Desktops: Die Erbsen im Microsoft-Bett

BetriebssystemEnterpriseMobileMobile OSOpen SourceProjekteSoftwareSoftware-HerstellerWorkspace

Wer hier jetzt Spaß erwartet, klicke besser gleich auf den Links-Pfeil da oben. Denn noch drei Wochen und ein paar Tage, schon ist CeBIT. Glücklicherweise hält sich der Rummel sehr im Rahmen. Wird das wieder so eine flaue Show?

Für die Nicht-Fachpresse kann die Messe vermutlich gleich ganz ausfallen, weil die Sensation des Jahres, das iPad, war schon. Nur ich weiß ebenso wenig wie bei allen anderen Tablet-PCs der vergangenen Jahre, was ich mit dem Teil machen sollte. Schon mal einen Text halbwegs schnell auf einem Bildschirm getippt? Und die ganzen anderen Features? Was ich jedenfalls für Job und Freizeit brauche, schafft mein Linux-Netbook allemal besser.

500 Dollar aufwärts so mal eben aus Jux? Nicht mal geschenkt wollte ich das iPad haben. Die Software ist von Digital Rights Management verseucht. Das Unix-basierende Betriebssystem ist so dicht, wie es die Unix-Krieger der 90er Jahre nicht zu erträumen wagten. Das einzig offene an der Hardware sind die USB-Buchsen. Naja, wären die USB-Buchsen, wenn das Ding denn welche hätte.
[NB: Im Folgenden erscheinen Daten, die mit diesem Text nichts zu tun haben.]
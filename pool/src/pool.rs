//! Pool of reusable ring buffers.
//!
//! Provides pooled, growable [`Ring`] buffers that can be reused to reduce
//! allocation overhead in hot paths that need a scratch buffer for a brief
//! window per operation.
//!
//! # Thread Safety
//!
//! [`Pool`] is `Send + Sync`, cheap to clone, and can be safely shared across
//! threads. Checkout and return are non-blocking: the free-list is a
//! lock-free queue ([`crossbeam_queue::SegQueue`]) and metrics are atomic.
//!
//! # Retention Policy
//!
//! Buffers grow while checked out to fit whatever payload a caller writes.
//! On return, a buffer whose capacity exceeds twice the configured default
//! size is discarded and replaced with a fresh default-sized instance,
//! bounding the worst-case memory retained per pooled buffer. Buffers at or
//! below the threshold are reset in place and kept, so moderate organic
//! growth is amortized across uses.

use crate::Ring;
use crossbeam_queue::SegQueue;
use prometheus_client::{
    metrics::{counter::Counter, gauge::Gauge},
    registry::Registry,
};
use std::{num::NonZeroUsize, sync::Arc};
use tracing::debug;

/// Default capacity for newly constructed buffers.
const DEFAULT_BUFFER_SIZE: usize = 1 << 12; // 4KiB

/// Configuration for a [`Pool`].
#[derive(Debug, Clone, Copy)]
pub struct PoolConfig {
    /// Capacity used to construct new buffers when the free-list is empty or
    /// when a retired buffer is replaced. Fixed for the lifetime of the pool.
    ///
    /// Also determines the retention threshold: returned buffers with
    /// capacity above `2 * buffer_size` are discarded.
    pub buffer_size: NonZeroUsize,
}

impl Default for PoolConfig {
    fn default() -> Self {
        Self {
            buffer_size: NonZeroUsize::new(DEFAULT_BUFFER_SIZE)
                .expect("default buffer size is nonzero"),
        }
    }
}

/// Metrics for the pool.
struct Metrics {
    /// Number of buffers currently checked out.
    active: Gauge,
    /// Total number of checkouts.
    checkouts: Counter,
    /// Total number of buffers handed out over the pool's lifetime.
    buffers: Counter,
    /// Cumulative capacity (in bytes) of returned buffers.
    returned_capacity: Counter,
    /// Cumulative length (in bytes) of returned buffers.
    returned_length: Counter,
    /// Total number of oversized buffers discarded on return.
    shrinks: Counter,
    /// Cumulative bytes reclaimed by discarding oversized buffers.
    shrunk_bytes: Counter,
}

impl Metrics {
    fn new(registry: &mut Registry) -> Self {
        let metrics = Self {
            active: Gauge::default(),
            checkouts: Counter::default(),
            buffers: Counter::default(),
            returned_capacity: Counter::default(),
            returned_length: Counter::default(),
            shrinks: Counter::default(),
            shrunk_bytes: Counter::default(),
        };

        registry.register(
            "buffer_pool_active",
            "Number of buffers currently checked out of the pool",
            metrics.active.clone(),
        );
        registry.register(
            "buffer_pool_checkouts",
            "Total number of buffer checkouts",
            metrics.checkouts.clone(),
        );
        registry.register(
            "buffer_pool_buffers",
            "Total number of buffers handed out over the pool's lifetime",
            metrics.buffers.clone(),
        );
        registry.register(
            "buffer_pool_returned_capacity_bytes",
            "Cumulative capacity in bytes of returned buffers",
            metrics.returned_capacity.clone(),
        );
        registry.register(
            "buffer_pool_returned_length_bytes",
            "Cumulative length in bytes of returned buffers",
            metrics.returned_length.clone(),
        );
        registry.register(
            "buffer_pool_shrinks",
            "Total number of oversized buffers discarded on return",
            metrics.shrinks.clone(),
        );
        registry.register(
            "buffer_pool_shrunk_bytes",
            "Cumulative bytes reclaimed by discarding oversized buffers",
            metrics.shrunk_bytes.clone(),
        );

        metrics
    }
}

/// Internal state of the pool.
struct Inner {
    /// Capacity for newly constructed buffers. Never mutated after
    /// construction.
    buffer_size: usize,
    /// Buffers available for checkout. `pop` hands each instance to exactly
    /// one caller.
    freelist: SegQueue<Ring>,
    metrics: Metrics,
}

/// A concurrency-safe pool of reusable [`Ring`] buffers.
///
/// A checked-out buffer is exclusively owned by the caller; the pool holds no
/// reference to it until it is passed back to [`Pool::release`]. The
/// free-list is unordered: any available instance may satisfy any request.
///
/// # Clone Semantics
///
/// `Clone` creates another handle to the same pool (via `Arc`). All handles
/// share the same free-list and metrics.
#[derive(Clone)]
pub struct Pool {
    inner: Arc<Inner>,
}

impl std::fmt::Debug for Pool {
    fn fmt(&self, f: &mut std::fmt::Formatter<'_>) -> std::fmt::Result {
        f.debug_struct("Pool")
            .field("buffer_size", &self.inner.buffer_size)
            .field("available", &self.inner.freelist.len())
            .finish()
    }
}

impl Pool {
    /// Creates a new pool with the given configuration, registering its
    /// metrics against `registry`.
    pub fn new(config: PoolConfig, registry: &mut Registry) -> Self {
        let metrics = Metrics::new(registry);
        Self {
            inner: Arc::new(Inner {
                buffer_size: config.buffer_size.get(),
                freelist: SegQueue::new(),
                metrics,
            }),
        }
    }

    /// Returns the configured capacity for newly constructed buffers.
    pub fn buffer_size(&self) -> usize {
        self.inner.buffer_size
    }

    /// Checks a buffer out of the pool, constructing a fresh one of the
    /// configured size if none is available.
    ///
    /// The returned buffer is logically empty (`len() == 0`); its storage may
    /// hold stale bytes from a prior use, which are unreachable through the
    /// [`Ring`] API.
    pub fn acquire(&self) -> Ring {
        let buffer = self
            .inner
            .freelist
            .pop()
            .unwrap_or_else(|| Ring::with_capacity(self.inner.buffer_size));

        let metrics = &self.inner.metrics;
        metrics.active.inc();
        metrics.checkouts.inc();
        metrics.buffers.inc();

        buffer
    }

    /// Returns a buffer to the pool, applying the retention policy.
    ///
    /// `buffer` must have been obtained from this pool via [`Pool::acquire`].
    /// Releasing a buffer constructed elsewhere is not checked and skews the
    /// pool's accounting.
    pub fn release(&self, mut buffer: Ring) {
        let (capacity, length) = (buffer.capacity(), buffer.len());

        let metrics = &self.inner.metrics;
        metrics.active.dec();
        metrics.returned_capacity.inc_by(capacity as u64);
        metrics.returned_length.inc_by(length as u64);

        // Buffers more than twice the default size are not returned to the
        // pool; a default-sized replacement is pooled instead.
        let buffer_size = self.inner.buffer_size;
        let max_allowed = buffer_size.saturating_mul(2);
        let buffer = if capacity > max_allowed {
            let reclaimed = capacity - buffer_size;
            metrics.shrinks.inc();
            metrics.shrunk_bytes.inc_by(reclaimed as u64);
            debug!(capacity, reclaimed, "discarding oversized buffer");
            Ring::with_capacity(buffer_size)
        } else {
            buffer.reset();
            buffer
        };

        self.inner.freelist.push(buffer);
    }
}

#[cfg(test)]
mod tests {
    use super::*;
    use std::{collections::HashSet, thread};

    fn test_registry() -> Registry {
        Registry::default()
    }

    fn test_pool(buffer_size: usize) -> Pool {
        let config = PoolConfig {
            buffer_size: NonZeroUsize::new(buffer_size).unwrap(),
        };
        Pool::new(config, &mut test_registry())
    }

    #[test]
    fn test_default_config() {
        assert_eq!(PoolConfig::default().buffer_size.get(), 4096);
    }

    #[test]
    fn test_acquire_from_empty_pool() {
        let pool = Pool::new(PoolConfig::default(), &mut test_registry());
        let buffer = pool.acquire();
        assert_eq!(buffer.capacity(), 4096);
        assert_eq!(buffer.len(), 0);
    }

    #[test]
    fn test_release_then_acquire_reuses_instance() {
        let pool = Pool::new(PoolConfig::default(), &mut test_registry());

        let mut buffer = pool.acquire();
        buffer.write(b"hello");
        assert_eq!(buffer.len(), 5);
        let ptr = buffer.storage_ptr();
        pool.release(buffer);

        // The same instance comes back, reset and with capacity unchanged.
        let buffer = pool.acquire();
        assert_eq!(buffer.len(), 0);
        assert_eq!(buffer.capacity(), 4096);
        assert_eq!(buffer.storage_ptr(), ptr);
    }

    #[test]
    fn test_outstanding_buffers_are_distinct() {
        let pool = Pool::new(PoolConfig::default(), &mut test_registry());

        let buffers: Vec<Ring> = (0..8).map(|_| pool.acquire()).collect();
        let addrs: HashSet<usize> = buffers
            .iter()
            .map(|buffer| buffer.storage_ptr() as usize)
            .collect();
        assert_eq!(addrs.len(), 8);
    }

    #[test]
    fn test_oversized_buffer_discarded() {
        let pool = Pool::new(PoolConfig::default(), &mut test_registry());

        let mut buffer = pool.acquire();
        buffer.write(&[0u8; 9000]);
        assert_eq!(buffer.capacity(), 9000);
        let ptr = buffer.storage_ptr();
        pool.release(buffer);

        assert_eq!(pool.inner.metrics.shrinks.get(), 1);
        assert_eq!(pool.inner.metrics.shrunk_bytes.get(), 9000 - 4096);

        // The pooled replacement is a fresh default-sized instance.
        let buffer = pool.acquire();
        assert_eq!(buffer.capacity(), 4096);
        assert_eq!(buffer.len(), 0);
        assert_ne!(buffer.storage_ptr(), ptr);
    }

    #[test]
    fn test_moderately_grown_buffer_kept() {
        let pool = Pool::new(PoolConfig::default(), &mut test_registry());

        let mut buffer = pool.acquire();
        buffer.write(&[0u8; 8000]);
        assert_eq!(buffer.capacity(), 8192);
        let ptr = buffer.storage_ptr();
        pool.release(buffer);

        assert_eq!(pool.inner.metrics.shrinks.get(), 0);

        // The same instance is reused with its grown capacity.
        let buffer = pool.acquire();
        assert_eq!(buffer.capacity(), 8192);
        assert_eq!(buffer.len(), 0);
        assert_eq!(buffer.storage_ptr(), ptr);
    }

    #[test]
    fn test_capacity_at_threshold_kept() {
        // Exactly twice the default size is not oversized.
        let pool = test_pool(4096);

        let mut buffer = pool.acquire();
        buffer.write(&[0u8; 8192]);
        assert_eq!(buffer.capacity(), 8192);
        pool.release(buffer);

        assert_eq!(pool.inner.metrics.shrinks.get(), 0);
        assert_eq!(pool.acquire().capacity(), 8192);
    }

    #[test]
    fn test_shrink_with_custom_buffer_size() {
        let pool = test_pool(1024);

        let mut buffer = pool.acquire();
        assert_eq!(buffer.capacity(), 1024);

        buffer.write(&[0u8; 5000]);
        assert_eq!(buffer.capacity(), 5000);
        pool.release(buffer);

        assert_eq!(pool.inner.metrics.shrinks.get(), 1);
        assert_eq!(pool.inner.metrics.shrunk_bytes.get(), 5000 - 1024);
        assert_eq!(pool.acquire().capacity(), 1024);
    }

    #[test]
    fn test_active_gauge_tracks_outstanding() {
        let pool = Pool::new(PoolConfig::default(), &mut test_registry());

        let mut buffers: Vec<Ring> = (0..5).map(|_| pool.acquire()).collect();
        assert_eq!(pool.inner.metrics.active.get(), 5);

        for _ in 0..3 {
            pool.release(buffers.pop().unwrap());
        }
        assert_eq!(pool.inner.metrics.active.get(), 2);

        for buffer in buffers.drain(..) {
            pool.release(buffer);
        }
        assert_eq!(pool.inner.metrics.active.get(), 0);
    }

    #[test]
    fn test_checkout_counters() {
        let pool = Pool::new(PoolConfig::default(), &mut test_registry());

        let a = pool.acquire();
        let b = pool.acquire();
        assert_eq!(pool.inner.metrics.checkouts.get(), 2);
        assert_eq!(pool.inner.metrics.buffers.get(), 2);

        pool.release(a);
        pool.release(b);

        // Reuse still counts as a checkout.
        let _c = pool.acquire();
        assert_eq!(pool.inner.metrics.checkouts.get(), 3);
    }

    #[test]
    fn test_returned_byte_counters() {
        let pool = Pool::new(PoolConfig::default(), &mut test_registry());

        let mut buffer = pool.acquire();
        buffer.write(&[0u8; 100]);
        pool.release(buffer);

        assert_eq!(pool.inner.metrics.returned_capacity.get(), 4096);
        assert_eq!(pool.inner.metrics.returned_length.get(), 100);
    }

    #[test]
    fn test_concurrent_acquire_release() {
        let pool = Pool::new(PoolConfig::default(), &mut test_registry());

        let handles: Vec<_> = (0..8usize)
            .map(|i| {
                let pool = pool.clone();
                thread::spawn(move || {
                    for j in 0..100usize {
                        let mut buffer = pool.acquire();
                        assert_eq!(buffer.len(), 0);
                        // Mix payload sizes so some returns trip the
                        // retention policy and some do not.
                        buffer.write(&vec![0xABu8; (i * 1000 + j * 37) % 10_000]);
                        pool.release(buffer);
                    }
                })
            })
            .collect();
        for handle in handles {
            handle.join().unwrap();
        }

        assert_eq!(pool.inner.metrics.active.get(), 0);
        assert_eq!(pool.inner.metrics.checkouts.get(), 800);

        // Every pooled buffer survived the retention policy: reset, and at
        // or below twice the default size.
        while let Some(buffer) = pool.inner.freelist.pop() {
            assert_eq!(buffer.len(), 0);
            assert!(buffer.capacity() <= 2 * 4096);
        }
    }
}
Während Apple über seine Hardware allenfalls einen Pieps verlauten lässt, hört sich das bei Intel an, als hätte man einen Vogelschwarm vor sich. Apple ist die “verschlossenste” Firma der ganzen Branche.

Ich erwarte aber nicht, dass derlei dem Publikum nicht gefallen könnte. Der iPhone-Erfolg wird dessen größere Ausgabe iPad mit sich ziehen. Aber die Spuren im Desktop-Markt dürften nicht so tief werden. Schließlich beackern den auch noch andere. Vor allem Microsoft und seine PC-Partner.

Bei denen knirscht es allerdings im Getriebe. Windows 7 ist ein dicker Erfolg, und der wird sich noch einige Zeit fortsetzen, weil die Unternehmen erst anfangen, auf das neue Microsoft-Betriebssystem zu wechseln. Doch eins ist diesmal anders. Windows 7 schiebt nicht wie frühere Versionen zwangsläufig eine neue leistungsstärkere und teurere PC-Generation über die Ladentische. Auch mit der neuesten Microsoft-Ausstattung werden die Kisten immer billiger.

Für die PC-Hersteller heißt das: Microsoft macht fette Gewinne, während ihre Margen schwinden. Da gewinnen Alternativen an Reiz. Nein, nicht iPad. Wenn Apple für die Dinger Preise etikettiert, die noch nie bei diesem Unternehmen so günstig waren, ist auch hier für die Händler weniger drin. Da könnte Google schon interessanter werden. Net- und/oder Notebooks mit Android oder Chrome OS inklusive Chrome-Browser. Und der ganze Rest passiert in der Google-Cloud.